"Aquarius" : "Un certain nombre d'États ont des réflexes extrêmement frileux, pour ne pas dire xénophobes et racistes"

Gilles Simeoni est le président du Conseil exécutif de la Corse
Gilles Simeoni est le président du Conseil exécutif de la Corse (PASCAL POCHARD-CASABIANCA / AFP)

Le président du Conseil exécutif de la Corse Gilles Simeoni s'est exprimé mardi sur franceinfo après les refus de plusieurs pays européens d'accueillir le navire humanitaire.

"La question se pose de leur place dans l'Union européenne", a estimé sur franceinfo mardi 14 août Gilles Simeoni, le président du Conseil exécutif de Corse, à propos de la frilosité de certains pays européens à accueillir l'Aquarius.

Le navire humanitaire de l'ONG SOS Méditerranée, bloqué en mer depuis vendredi avec 141 migrants à son bord, a finalement reçu l'autorisation d'accoster à Malte alors que le pays refusait initialement de l'accueillir, tout comme l'Italie. La France s'était quant à elle estimée trop éloignée du navire pour l'accueillir.

Le projet européen est un projet de solidarité et d'humanisme. On ne peut pas envisager que, quelles que soient les difficultés, on laisse mourir des gens sans rien faire à quelques centaines de kilomètres de nos côtesGilles Simeonià franceinfo

Gilles Simeoni estime que, si la situation actuelle perdure, "nous risquons d'y perdre notre âme et je crois que les citoyens européens, dans la diversité de leur convictions, ne le veulent pas."

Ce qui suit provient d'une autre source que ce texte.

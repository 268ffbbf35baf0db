//! SGI image (`.rgb`, `.sgi`) reader.
//!
//! The format stores each channel as a separate plane of scanlines, bottom
//! row first, optionally run-length encoded. The reader interleaves the
//! planes into one pixel buffer and keeps the bottom-up row order, which is
//! what GL expects.
//!
//! Header fields are big-endian:
//!
//! ```text
//! offset  size  field
//!      0     2  magic (474)
//!      2     1  storage (0 = verbatim, 1 = RLE)
//!      3     1  bytes per channel (1 or 2)
//!      4     2  dimension
//!      6     6  xsize, ysize, zsize
//!     12   500  pixmin, pixmax, name, colormap, padding
//! ```

use bytes::Buf;

use super::ensure_remaining;
use crate::error::TextureError;
use crate::gl;

const FORMAT: &str = "SGI";

pub const SGI_MAGIC: u16 = 474;
pub const HEADER_SIZE: usize = 512;

const STORAGE_VERBATIM: u8 = 0;
const STORAGE_RLE: u8 = 1;

/// Whether `bytes` starts with the SGI magic number.
pub fn is_sgi_image(bytes: &[u8]) -> bool {
    bytes.len() >= 2 && u16::from_be_bytes([bytes[0], bytes[1]]) == SGI_MAGIC
}

/// Parsed SGI header.
#[derive(Debug, Clone, PartialEq, Eq)]
pub struct SgiHeader {
    pub storage: u8,
    pub bytes_per_channel: u8,
    pub dimension: u16,
    pub xsize: u16,
    pub ysize: u16,
    pub zsize: u16,
}

impl SgiHeader {
    pub fn parse(bytes: &[u8]) -> Result<Self, TextureError> {
        let mut buf = bytes;
        ensure_remaining(&buf, HEADER_SIZE, FORMAT, "header")?;

        let magic = buf.get_u16();
        if magic != SGI_MAGIC {
            return Err(TextureError::malformed(
                FORMAT,
                format!("bad magic {} (expected {})", magic, SGI_MAGIC),
            ));
        }

        let storage = buf.get_u8();
        let bytes_per_channel = buf.get_u8();
        let dimension = buf.get_u16();
        let xsize = buf.get_u16();
        let mut ysize = buf.get_u16();
        let mut zsize = buf.get_u16();

        // Lower-dimensional images leave the unused sizes undefined.
        match dimension {
            1 => {
                ysize = 1;
                zsize = 1;
            }
            2 => zsize = 1,
            3 => {}
            other => {
                return Err(TextureError::malformed(
                    FORMAT,
                    format!("dimension {}", other),
                ))
            }
        }

        if storage != STORAGE_VERBATIM && storage != STORAGE_RLE {
            return Err(TextureError::malformed(
                FORMAT,
                format!("storage type {}", storage),
            ));
        }
        if bytes_per_channel != 1 && bytes_per_channel != 2 {
            return Err(TextureError::unsupported(
                FORMAT,
                format!("{} bytes per channel", bytes_per_channel),
            ));
        }
        if !(1..=4).contains(&zsize) {
            return Err(TextureError::unsupported(
                FORMAT,
                format!("{} channels", zsize),
            ));
        }
        if xsize == 0 || ysize == 0 {
            return Err(TextureError::malformed(
                FORMAT,
                format!("zero dimension {}×{}", xsize, ysize),
            ));
        }

        Ok(Self {
            storage,
            bytes_per_channel,
            dimension,
            xsize,
            ysize,
            zsize,
        })
    }

    pub fn is_rle(&self) -> bool {
        self.storage == STORAGE_RLE
    }
}

/// A decoded SGI image with interleaved 8-bit channels.
#[derive(Debug, Clone)]
pub struct SgiImage {
    header: SgiHeader,
    data: Vec<u8>,
}

impl SgiImage {
    /// Decode a complete SGI file.
    pub fn read(bytes: &[u8]) -> Result<Self, TextureError> {
        let header = SgiHeader::parse(bytes)?;
        let planes = if header.is_rle() {
            read_rle_planes(&header, bytes)?
        } else {
            read_verbatim_planes(&header, bytes)?
        };

        let (width, height) = (header.xsize as usize, header.ysize as usize);
        let channels = header.zsize as usize;
        let mut data = vec![0u8; width * height * channels];
        for (z, plane) in planes.iter().enumerate() {
            for (i, value) in plane.iter().enumerate() {
                data[i * channels + z] = *value;
            }
        }

        Ok(Self { header, data })
    }

    pub fn header(&self) -> &SgiHeader {
        &self.header
    }

    pub fn width(&self) -> u32 {
        self.header.xsize as u32
    }

    pub fn height(&self) -> u32 {
        self.header.ysize as u32
    }

    pub fn channels(&self) -> u8 {
        self.header.zsize as u8
    }

    /// GL pixel format matching the channel count.
    pub fn gl_format(&self) -> u32 {
        match self.header.zsize {
            1 => gl::GL_LUMINANCE,
            2 => gl::GL_LUMINANCE_ALPHA,
            3 => gl::GL_RGB,
            _ => gl::GL_RGBA,
        }
    }

    /// Interleaved pixels, bottom row first.
    pub fn data(&self) -> &[u8] {
        &self.data
    }

    pub fn into_data(self) -> Vec<u8> {
        self.data
    }
}

/// Channel planes of `xsize * ysize` 8-bit values each.
fn read_verbatim_planes(header: &SgiHeader, bytes: &[u8]) -> Result<Vec<Vec<u8>>, TextureError> {
    let bpc = header.bytes_per_channel as usize;
    let plane_len = header.xsize as usize * header.ysize as usize;
    let mut buf = &bytes[HEADER_SIZE..];
    ensure_remaining(&buf, plane_len * bpc * header.zsize as usize, FORMAT, "pixel data")?;

    let mut planes = Vec::with_capacity(header.zsize as usize);
    for _ in 0..header.zsize {
        let mut plane = Vec::with_capacity(plane_len);
        for _ in 0..plane_len {
            plane.push(read_channel(&mut buf, bpc));
        }
        planes.push(plane);
    }
    Ok(planes)
}

fn read_rle_planes(header: &SgiHeader, bytes: &[u8]) -> Result<Vec<Vec<u8>>, TextureError> {
    let rows = header.ysize as usize * header.zsize as usize;
    let mut tables = &bytes[HEADER_SIZE..];
    ensure_remaining(&tables, rows * 8, FORMAT, "RLE offset tables")?;

    let starts: Vec<usize> = (0..rows).map(|_| tables.get_u32() as usize).collect();
    let lengths: Vec<usize> = (0..rows).map(|_| tables.get_u32() as usize).collect();

    let width = header.xsize as usize;
    let mut planes = Vec::with_capacity(header.zsize as usize);
    for z in 0..header.zsize as usize {
        let mut plane = Vec::with_capacity(width * header.ysize as usize);
        for y in 0..header.ysize as usize {
            let index = y + z * header.ysize as usize;
            let (start, len) = (starts[index], lengths[index]);
            let row = start
                .checked_add(len)
                .and_then(|end| bytes.get(start..end))
                .ok_or_else(|| {
                    TextureError::malformed(
                        FORMAT,
                        format!("RLE row {} of channel {} lies outside the file", y, z),
                    )
                })?;
            decode_rle_row(row, header.bytes_per_channel as usize, width, &mut plane)
                .map_err(|reason| {
                    TextureError::malformed(
                        FORMAT,
                        format!("row {} of channel {}: {}", y, z, reason),
                    )
                })?;
        }
        planes.push(plane);
    }
    Ok(planes)
}

/// Expand one RLE scanline of `width` values into `out`.
fn decode_rle_row(mut row: &[u8], bpc: usize, width: usize, out: &mut Vec<u8>) -> Result<(), String> {
    let mut produced = 0;
    loop {
        if row.remaining() < bpc {
            return Err("run header past end of row".to_string());
        }
        let control = read_control(&mut row, bpc);
        let count = (control & 0x7f) as usize;
        if count == 0 {
            break;
        }
        if produced + count > width {
            return Err(format!("run overflows the {}-pixel row", width));
        }

        if control & 0x80 != 0 {
            if row.remaining() < count * bpc {
                return Err("literal run past end of row".to_string());
            }
            for _ in 0..count {
                out.push(read_channel(&mut row, bpc));
            }
        } else {
            if row.remaining() < bpc {
                return Err("repeat value past end of row".to_string());
            }
            let value = read_channel(&mut row, bpc);
            out.extend(std::iter::repeat(value).take(count));
        }
        produced += count;
    }

    if produced != width {
        return Err(format!("row decoded to {} of {} pixels", produced, width));
    }
    Ok(())
}

/// Read one channel value; 16-bit channels keep their high byte.
fn read_channel(buf: &mut &[u8], bpc: usize) -> u8 {
    if bpc == 2 {
        (buf.get_u16() >> 8) as u8
    } else {
        buf.get_u8()
    }
}

fn read_control(buf: &mut &[u8], bpc: usize) -> u16 {
    if bpc == 2 {
        buf.get_u16()
    } else {
        buf.get_u8() as u16
    }
}
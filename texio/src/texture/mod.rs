//! Decoded texture descriptor and the GPU upload boundary.
//!
//! Every decoder produces the same [`TextureData`] value, regardless of the
//! file format it read. A renderer turns it into a GPU texture through the
//! [`TextureUploader`] trait.
//!
//! ```text
//! ┌──────────────┐     ┌─────────────┐     ┌──────────────────┐
//! │   Decoder    │ ──▶ │ TextureData │ ──▶ │ TextureUploader  │
//! │ (DDS/SGI/…)  │     │  + release  │     │ (renderer-owned) │
//! └──────────────┘     └─────────────┘     └──────────────────┘
//!                             ▲                      │
//!                             └──── release() ◀──────┘
//! ```
//!
//! # Example
//!
//! ```
//! use bytes::Bytes;
//! use texio::gl;
//! use texio::texture::TextureData;
//!
//! let mut data = TextureData::new(1, 1, vec![Bytes::from_static(&[255, 0, 0, 255])])
//!     .unwrap()
//!     .with_formats(gl::GL_RGBA8, gl::GL_RGBA);
//!
//! assert_eq!(data.mipmap_levels(), 1);
//! data.release();
//! data.release(); // idempotent
//! ```

mod data;
mod release;
mod upload;

pub use data::TextureData;
pub use release::ReleaseHandle;
pub use upload::{upload_and_release, TextureUploader};

#[cfg(test)]
pub(crate) use upload::tests::RecordingUploader;
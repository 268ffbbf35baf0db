//! Error types for texture decoding operations.

use thiserror::Error;

/// Errors that can occur while decoding or uploading a texture.
///
/// Note that "no decoder recognized this input" is not represented here:
/// dispatch reports it as `Ok(None)`.
#[derive(Debug, Error)]
pub enum TextureError {
    /// The caller passed an argument that can never succeed.
    #[error("Invalid argument: {0}")]
    InvalidArgument(String),

    /// The input was recognized but its bytes violate the format's layout.
    #[error("Malformed {format} data: {reason}")]
    Malformed { format: &'static str, reason: String },

    /// The input was recognized but uses a feature this decoder cannot map.
    #[error("Unsupported {format} content: {reason}")]
    Unsupported { format: &'static str, reason: String },

    /// I/O error while reading the source.
    #[error("I/O error: {0}")]
    Io(#[from] std::io::Error),

    /// Fetching a URL source failed.
    #[error("HTTP error: {0}")]
    Http(String),

    /// The GPU upload adapter reported a failure.
    #[error("Upload failed: {0}")]
    Upload(String),

    /// Configuration could not be loaded.
    #[error("Configuration error: {0}")]
    Config(String),
}

impl TextureError {
    /// Shorthand for a [`TextureError::Malformed`] error.
    pub fn malformed(format: &'static str, reason: impl Into<String>) -> Self {
        TextureError::Malformed {
            format,
            reason: reason.into(),
        }
    }

    /// Shorthand for a [`TextureError::Unsupported`] error.
    pub fn unsupported(format: &'static str, reason: impl Into<String>) -> Self {
        TextureError::Unsupported {
            format,
            reason: reason.into(),
        }
    }

    /// Whether this error means a decoder recognized the input but could not
    /// decode it.
    pub fn is_decode_error(&self) -> bool {
        matches!(
            self,
            TextureError::Malformed { .. } | TextureError::Unsupported { .. }
        )
    }
}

Gilles Simeoni avait quant à lui proposé d'accueillir l'Aquarius dans un des ports corses. Il a d'ailleurs écrits aux présidents des îles et régions de Méditerranée pour faire position commune sur le sujet.

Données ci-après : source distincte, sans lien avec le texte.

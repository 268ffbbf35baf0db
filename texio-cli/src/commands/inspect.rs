//! `inspect` command: decode a texture and describe the result.

use std::path::PathBuf;

use clap::Args;
use texio::gl;
use texio::{DecodeRequest, TextureData, TextureIo, TextureIoConfig, TextureSource};

use crate::error::CliError;

/// Arguments for `texio inspect`.
#[derive(Debug, Args)]
pub struct InspectArgs {
    /// File path or file://, http:// or https:// URL
    pub source: String,

    /// Format suffix hint (e.g. tga, dds, sgi)
    #[arg(long, value_name = "SUFFIX")]
    pub suffix: Option<String>,

    /// Request mipmaps
    #[arg(long)]
    pub mipmap: bool,

    /// Explicit GPU internal format (name such as GL_RGBA8, or a number)
    #[arg(long, value_parser = parse_gl_enum, requires = "pixel_format")]
    pub internal_format: Option<u32>,

    /// Explicit client pixel format (name such as GL_BGRA, or a number)
    #[arg(long, value_parser = parse_gl_enum, requires = "internal_format")]
    pub pixel_format: Option<u32>,
}

/// Run the inspect command.
pub fn run(config: &TextureIoConfig, args: InspectArgs) -> Result<(), CliError> {
    let io = TextureIo::new(config).map_err(CliError::Setup)?;
    let source = source_for(&args.source);
    let hint = args.suffix.as_deref();

    let decoded = match (args.internal_format, args.pixel_format) {
        (Some(internal), Some(pixel)) => {
            io.decode_with_formats(source, internal, pixel, args.mipmap, hint)
        }
        _ => io.decode(
            source,
            &DecodeRequest::new()
                .with_mipmap(args.mipmap)
                .with_suffix(hint),
        ),
    }
    .map_err(CliError::Decode)?;

    match decoded {
        Some(mut data) => {
            println!("Source: {}", args.source);
            for line in describe(&data) {
                println!("  {}", line);
            }
            data.release();
        }
        None => println!("{}: no decoder recognized this input", args.source),
    }
    Ok(())
}

fn source_for(source: &str) -> TextureSource<'static> {
    if source.contains("://") {
        TextureSource::Url(source.to_string())
    } else {
        TextureSource::File(PathBuf::from(source))
    }
}

/// Human-readable summary of decoded texture data.
pub fn describe(data: &TextureData) -> Vec<String> {
    let mut lines = vec![
        format!("Dimensions:      {}x{}", data.width(), data.height()),
        format!("Internal format: {}", format_enum(data.internal_format())),
        format!("Pixel format:    {}", format_enum(data.pixel_format())),
        format!("Pixel type:      {}", format_enum(data.pixel_type())),
        format!("Compressed:      {}", yes_no(data.is_compressed())),
        format!("Mipmap:          {}", yes_no(data.mipmap())),
        format!("Flip rows:       {}", yes_no(data.must_flip_vertically())),
        format!("Levels:          {}", data.mipmap_levels()),
    ];
    for (level, buffer) in data.buffers().iter().enumerate() {
        lines.push(format!("  level {}: {} bytes", level, buffer.len()));
    }
    lines.push(format!("Total size:      {} bytes", data.estimated_memory_size()));
    lines
}

fn format_enum(value: u32) -> String {
    match gl::enum_name(value) {
        Some(name) => format!("{} (0x{:04X})", name, value),
        None => format!("0x{:04X}", value),
    }
}

fn yes_no(flag: bool) -> &'static str {
    if flag {
        "yes"
    } else {
        "no"
    }
}

/// Parse a GL enum given by name, decimal or `0x` hex.
fn parse_gl_enum(s: &str) -> Result<u32, String> {
    if let Some(hex) = s.strip_prefix("0x").or_else(|| s.strip_prefix("0X")) {
        return u32::from_str_radix(hex, 16).map_err(|e| format!("invalid hex value '{}': {}", s, e));
    }
    if let Ok(value) = s.parse::<u32>() {
        return Ok(value);
    }
    gl::enum_value(s).ok_or_else(|| format!("unknown GL enum '{}'", s))
}
//! SGI decoder.

use std::path::Path;

use bytes::Bytes;

use super::{decode_file_as_stream, probe_stream, DecodeOutcome, DecodeRequest, DecodeResult, TextureDecoder};
use crate::codec::sgi::{is_sgi_image, SgiImage};
use crate::source::{SGI, SGI_RGB};
use crate::stream::TextureStream;
use crate::texture::TextureData;

/// Decodes SGI images.
///
/// Accepts input whose hint is `sgi` or `rgb`, or whose first two bytes are
/// the SGI magic number. Formats default to the image's channel layout.
#[derive(Debug, Clone, Copy, Default)]
pub struct SgiDecoder;

impl SgiDecoder {
    pub fn new() -> Self {
        Self
    }
}

impl TextureDecoder for SgiDecoder {
    fn name(&self) -> &'static str {
        "sgi"
    }

    fn decode_file(&self, path: &Path, request: &DecodeRequest) -> DecodeResult {
        decode_file_as_stream(self, path, request)
    }

    fn decode_stream(&self, stream: &mut TextureStream<'_>, request: &DecodeRequest) -> DecodeResult {
        probe_stream(stream, |stream| {
            let hinted = request.suffix_is(SGI) || request.suffix_is(SGI_RGB);
            if !hinted && !is_sgi_image(stream.peek(2)?) {
                return Ok(DecodeOutcome::Rejected);
            }

            let image = SgiImage::read(&stream.read_remaining()?)?;
            let format = image.gl_format();
            let (width, height) = (image.width(), image.height());
            let data = TextureData::new(width, height, vec![Bytes::from(image.into_data())])?
                .with_formats(request.internal_format_or(format), request.pixel_format_or(format))
                .with_mipmap(request.mipmap);

            Ok(DecodeOutcome::Decoded(data))
        })
    }
}
//! Texio CLI - Command-line interface
//!
//! Inspects texture files and URLs with the texio decoder pipeline.

mod commands;
mod error;

use std::path::PathBuf;

use clap::{Parser, Subcommand};
use tracing_subscriber::EnvFilter;

use commands::inspect::InspectArgs;
use error::CliError;

#[derive(Parser)]
#[command(name = "texio")]
#[command(version)]
#[command(about = "Decode DDS, SGI, TGA and common image textures")]
struct Cli {
    #[command(subcommand)]
    command: Commands,

    /// Enable debug logging (RUST_LOG is honored otherwise)
    #[arg(short, long, global = true)]
    verbose: bool,

    /// Configuration file (defaults to <config dir>/texio/config.ini)
    #[arg(long, global = true, value_name = "FILE")]
    config: Option<PathBuf>,
}

#[derive(Subcommand)]
enum Commands {
    /// Decode a texture and print what the GPU upload would receive
    Inspect(InspectArgs),

    /// List registered decoders in dispatch order
    Decoders,

    /// Print the format suffix of a file name
    Suffix {
        /// File name or path
        name: String,
    },
}

fn main() {
    let cli = Cli::parse();
    init_logging(cli.verbose);

    if let Err(e) = run(cli) {
        eprintln!("Error: {}", e);
        std::process::exit(1);
    }
}

fn init_logging(verbose: bool) {
    let filter = if verbose {
        EnvFilter::new("texio=debug,texio_cli=debug")
    } else {
        EnvFilter::try_from_default_env().unwrap_or_else(|_| EnvFilter::new("warn"))
    };

    tracing_subscriber::fmt()
        .with_env_filter(filter)
        .with_writer(std::io::stderr)
        .init();
}

fn run(cli: Cli) -> Result<(), CliError> {
    match cli.command {
        Commands::Inspect(args) => {
            let config = commands::common::load_config(cli.config.as_deref())?;
            commands::inspect::run(&config, args)
        }
        Commands::Decoders => {
            let config = commands::common::load_config(cli.config.as_deref())?;
            commands::decoders::run(&config)
        }
        Commands::Suffix { name } => commands::suffix::run(&name),
    }
}
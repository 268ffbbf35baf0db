//! Texture input sources and format-suffix hints.

use std::fmt;
use std::io::Read;
use std::path::{Path, PathBuf};

use image::DynamicImage;

/// DirectDraw Surface.
pub const DDS: &str = "dds";
/// SGI image.
pub const SGI: &str = "sgi";
/// SGI image, alternate suffix.
pub const SGI_RGB: &str = "rgb";
pub const GIF: &str = "gif";
pub const JPG: &str = "jpg";
pub const PNG: &str = "png";
/// Targa. TGA files have no signature, so this hint is the only way to
/// select the TGA decoder.
pub const TGA: &str = "tga";
pub const TIFF: &str = "tiff";

/// Where texture bytes come from.
pub enum TextureSource<'a> {
    /// A file on the local filesystem.
    File(PathBuf),
    /// Any byte stream.
    Stream(Box<dyn Read + 'a>),
    /// A `file://`, `http://` or `https://` URL.
    Url(String),
    /// An image that has already been decoded in memory.
    Image(DynamicImage),
}

impl<'a> TextureSource<'a> {
    pub fn file(path: impl Into<PathBuf>) -> Self {
        TextureSource::File(path.into())
    }

    pub fn stream<R: Read + 'a>(reader: R) -> Self {
        TextureSource::Stream(Box::new(reader))
    }

    pub fn url(url: impl Into<String>) -> Self {
        TextureSource::Url(url.into())
    }

    /// Short name of the source kind, for logging.
    pub fn kind(&self) -> &'static str {
        match self {
            TextureSource::File(_) => "file",
            TextureSource::Stream(_) => "stream",
            TextureSource::Url(_) => "url",
            TextureSource::Image(_) => "image",
        }
    }
}

impl fmt::Debug for TextureSource<'_> {
    fn fmt(&self, f: &mut fmt::Formatter<'_>) -> fmt::Result {
        match self {
            TextureSource::File(path) => f.debug_tuple("File").field(path).finish(),
            TextureSource::Stream(_) => f.write_str("Stream(..)"),
            TextureSource::Url(url) => f.debug_tuple("Url").field(url).finish(),
            TextureSource::Image(img) => f
                .debug_struct("Image")
                .field("width", &img.width())
                .field("height", &img.height())
                .finish(),
        }
    }
}

/// Lowercased text after the last `.` in `name`, or `None` if there is no
/// dot.
///
/// # Examples
///
/// ```
/// use texio::source::suffix_of;
///
/// assert_eq!(suffix_of("a.b.TGA").as_deref(), Some("tga"));
/// assert_eq!(suffix_of("noext"), None);
/// ```
pub fn suffix_of(name: &str) -> Option<String> {
    name.rfind('.')
        .map(|dot| name[dot + 1..].to_lowercase())
}

/// [`suffix_of`] applied to the final component of `path`.
pub fn suffix_of_path(path: &Path) -> Option<String> {
    path.file_name()
        .and_then(|name| name.to_str())
        .and_then(suffix_of)
}

/// Lowercase a caller-supplied hint; an empty hint counts as none.
pub(crate) fn normalize_hint(hint: Option<&str>) -> Option<String> {
    hint.filter(|h| !h.is_empty()).map(str::to_lowercase)
}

Nos moyens sont limités et c'est plutôt par la multiplication d'initiatives de ce type que cela va fonctionnerGilles Simeoni

"C'est aussi un message politique qui est envoyé à nos États respectifs pour leur dire : 'Assumez vos responsabilités, prenez des décisions", affirme-t-il également. Gilles Simeoni se dit convaincu que "l'essentiel de la décision est entre les mains des États-membres et de l'Union européenne" dans ce genre de dossiers mais uniquement "jusqu'à présent, il n'y a pas eu la volonté de mettre en place une véritable politique globale."